Galowitz highlighted some of the funding levers that fall squarely in the realm of government — for one, financing large-CapEx projects, which can require hundreds of millions of dollars. Governments can also create contracts for differences, meaning that when prices are below a certain price for a commodity, the government ensures a floor price. “This makes a product institutional grade for investment,” Galowitz explained.
Governments can also act as purchasers. Of particular value would be US Department of Transportation and Department of Defense procurement policies that favor low-carbon cements. These agencies can also partner on pilot projects.
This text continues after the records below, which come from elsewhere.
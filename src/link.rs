//! Byte-stream transport between aircraft and the tower.
//!
//! The tower consumes one byte at a time and answers with zero or more bytes.
//! Framing and timing belong to the link, never to the [`Arbiter`].

use crate::arbiter::Arbiter;
use core::fmt::Debug;
use heapless::spsc::Queue;
use serde::{Deserialize, Serialize};
use thiserror::Error;
use tracing::{trace, warn};

/// Holds `LINK_BUFFER_SIZE - 1` bytes per direction.
pub const LINK_BUFFER_SIZE: usize = 64;

type ByteQueue = Queue<u8, LINK_BUFFER_SIZE>;

#[derive(Debug, Clone, Copy, PartialEq, Eq, Serialize, Deserialize)]
pub enum Parity {
    None,
    Even,
    Odd,
}

/// UART framing for the tower link.
#[derive(Debug, Clone, Copy, PartialEq, Eq, Serialize, Deserialize)]
#[serde(default)]
pub struct LinkSettings {
    pub baud_rate: u32,
    pub data_bits: u8,
    pub parity: Parity,
    pub stop_bits: u8,
}

impl Default for LinkSettings {
    fn default() -> Self {
        Self {
            baud_rate: 115_200,
            data_bits: 8,
            parity: Parity::None,
            stop_bits: 1,
        }
    }
}

impl LinkSettings {
    /// Line time for one framed byte, start and stop bits included.
    pub fn frame_time_ns(&self) -> u64 {
        let parity_bits = u64::from(self.parity != Parity::None);
        let bits = 1 + u64::from(self.data_bits) + parity_bits + u64::from(self.stop_bits);
        bits * 1_000_000_000 / u64::from(self.baud_rate.max(1))
    }
}

#[derive(Debug, Clone, Copy, PartialEq, Eq, Error)]
pub enum LinkError {
    #[error("Link buffer overrun")]
    Overrun,
}

#[derive(Debug, Clone, Copy, PartialEq, Eq, Error)]
pub enum PumpError<E: Debug> {
    #[error("Link read failed: {0:?}")]
    Read(E),
    /// The request was already applied; `total - written` replies were lost.
    #[error("Link write failed after {written} of {total} replies: {error:?}")]
    Write { error: E, written: usize, total: usize },
}

/// Non-blocking single-byte serial port.
pub trait SerialLink {
    type Error;

    fn read(&mut self) -> nb::Result<u8, Self::Error>;
    fn write(&mut self, byte: u8) -> nb::Result<(), Self::Error>;
}

/// In-memory full-duplex link. The aircraft side pushes requests with
/// [`LoopbackLink::send`] and drains replies with [`LoopbackLink::receive`];
/// the tower side uses the [`SerialLink`] impl.
#[derive(Debug)]
pub struct LoopbackLink {
    to_tower: ByteQueue,
    from_tower: ByteQueue,
    settings: LinkSettings,
}

impl LoopbackLink {
    pub fn new(settings: LinkSettings) -> Self {
        Self {
            to_tower: Queue::new(),
            from_tower: Queue::new(),
            settings,
        }
    }

    pub fn settings(&self) -> LinkSettings {
        self.settings
    }

    /// Aircraft side: queue a request byte for the tower.
    pub fn send(&mut self, byte: u8) -> Result<(), LinkError> {
        self.to_tower.enqueue(byte).map_err(|_| LinkError::Overrun)
    }

    /// Aircraft side: next reply byte, if any.
    pub fn receive(&mut self) -> Option<u8> {
        self.from_tower.dequeue()
    }

    /// Aircraft side: every reply byte currently waiting.
    pub fn receive_all(&mut self) -> alloc::vec::Vec<u8> {
        core::iter::from_fn(|| self.from_tower.dequeue()).collect()
    }

    pub fn pending_requests(&self) -> usize {
        self.to_tower.len()
    }
}

impl Default for LoopbackLink {
    fn default() -> Self {
        Self::new(LinkSettings::default())
    }
}

impl SerialLink for LoopbackLink {
    type Error = LinkError;

    fn read(&mut self) -> nb::Result<u8, LinkError> {
        self.to_tower.dequeue().ok_or(nb::Error::WouldBlock)
    }

    fn write(&mut self, byte: u8) -> nb::Result<(), LinkError> {
        self.from_tower
            .enqueue(byte)
            .map_err(|_| nb::Error::Other(LinkError::Overrun))
    }
}

/// Drains every byte the link has ready, dispatching each through `arbiter`
/// and writing its replies back. Returns the number of packets handled.
pub fn pump<L>(link: &mut L, arbiter: &mut Arbiter) -> Result<usize, PumpError<L::Error>>
where
    L: SerialLink,
    L::Error: Debug,
{
    let mut handled = 0;

    loop {
        let byte = match link.read() {
            Ok(byte) => byte,
            Err(nb::Error::WouldBlock) => return Ok(handled),
            Err(nb::Error::Other(e)) => return Err(PumpError::Read(e)),
        };

        let replies = arbiter.process_byte(byte);
        let total = replies.len();
        for (written, reply) in replies.iter().enumerate() {
            trace!(request = byte, reply = reply.encode(), "link reply");
            if let Err(error) = nb::block!(link.write(reply.encode())) {
                warn!(request = byte, written, dropped = total - written, "Link write failed, replies dropped");
                return Err(PumpError::Write { error, written, total });
            }
        }
        handled += 1;
    }
}

#[cfg(test)]
mod tests {
    use super::*;
    use crate::protocol::{Packet, PlaneId};
    use crate::runway::Operation;

    #[test]
    fn test_default_framing_is_8n1() {
        let settings = LinkSettings::default();
        assert_eq!(settings.baud_rate, 115_200);
        assert_eq!(settings.data_bits, 8);
        assert_eq!(settings.parity, Parity::None);
        assert_eq!(settings.stop_bits, 1);
        // Ten bits on the wire
        assert_eq!(settings.frame_time_ns(), 10 * 1_000_000_000 / 115_200);
    }

    #[test]
    fn test_pump_round_trip() {
        let mut link = LoopbackLink::default();
        let mut arbiter = Arbiter::new();

        link.send(Packet::id_please().encode()).unwrap();
        link.send(Packet::id_please().encode()).unwrap();
        assert_eq!(pump(&mut link, &mut arbiter), Ok(2));

        let replies = link.receive_all();
        assert_eq!(
            replies,
            vec![
                Packet::id_available(PlaneId::new(0).unwrap()).encode(),
                Packet::id_available(PlaneId::new(1).unwrap()).encode(),
            ]
        );
        assert_eq!(pump(&mut link, &mut arbiter), Ok(0));
    }

    #[test]
    fn test_send_overrun() {
        let mut link = LoopbackLink::default();
        for _ in 0..(LINK_BUFFER_SIZE - 1) {
            link.send(0).unwrap();
        }

        assert_eq!(link.send(0), Err(LinkError::Overrun));
    }

    #[test]
    fn test_reply_overrun_surfaces_as_error() {
        let mut link = LoopbackLink::default();
        let mut arbiter = Arbiter::new();

        // Fill the reply direction without draining it
        for _ in 0..(LINK_BUFFER_SIZE - 1) {
            link.send(Packet::id_please().encode()).unwrap();
        }
        assert_eq!(pump(&mut link, &mut arbiter), Ok(LINK_BUFFER_SIZE - 1));

        link.send(Packet::id_please().encode()).unwrap();
        assert_eq!(
            pump(&mut link, &mut arbiter),
            Err(PumpError::Write {
                error: LinkError::Overrun,
                written: 0,
                total: 1,
            })
        );
    }

    #[test]
    fn test_partial_flush_reports_dropped_replies() {
        let mut link = LoopbackLink::default();
        let mut arbiter = Arbiter::new();

        for _ in 0..7 {
            arbiter.dispatch(Packet::id_please());
        }
        for raw in 0..6 {
            arbiter.dispatch(Packet::request(PlaneId::new(raw).unwrap(), Operation::Takeoff));
        }

        // Leave room for two of the four diverts
        for _ in 0..(LINK_BUFFER_SIZE - 3) {
            SerialLink::write(&mut link, 0).unwrap();
        }

        link.send(Packet::declare_emergency(PlaneId::new(0).unwrap()).encode()).unwrap();
        assert_eq!(
            pump(&mut link, &mut arbiter),
            Err(PumpError::Write {
                error: LinkError::Overrun,
                written: 2,
                total: 4,
            })
        );

        // The flush itself still happened
        assert_eq!(arbiter.stats().diverts, 4);
        let delivered = link.receive_all();
        assert_eq!(
            &delivered[(LINK_BUFFER_SIZE - 3)..],
            &[
                Packet::divert(PlaneId::new(2).unwrap()).encode(),
                Packet::divert(PlaneId::new(3).unwrap()).encode(),
            ]
        );
    }
}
After all, Galowitz noted, 60 percent of cement is used in the public realm.
Cheng Qi, director of research and development at Ash Grove Cement, said working with the Army Corps of Engineers research center, the Federal Highway Administration lab, the US Bureau of Reclamation lab, environmental design consultants, and more recently, the MnROAD test track was crucial in getting some of his own company’s novel low-carbon binder solutions off the ground. Qi added that federal and state low-carbon procurement policies will be the pivotal enabler for Ash Grove Cement’s go-to-market strategy.
“Funding follows policy,” added Kurtis, noting that the current lack of uniformity in policies and regulations around alternative cements could be hindering innovation.
Bohan summed up that the scale of change necessary for the cement industry goes beyond the need for a “whole of government” approach: “While a whole-of-government approach is great, we also need a whole-of-society approach.”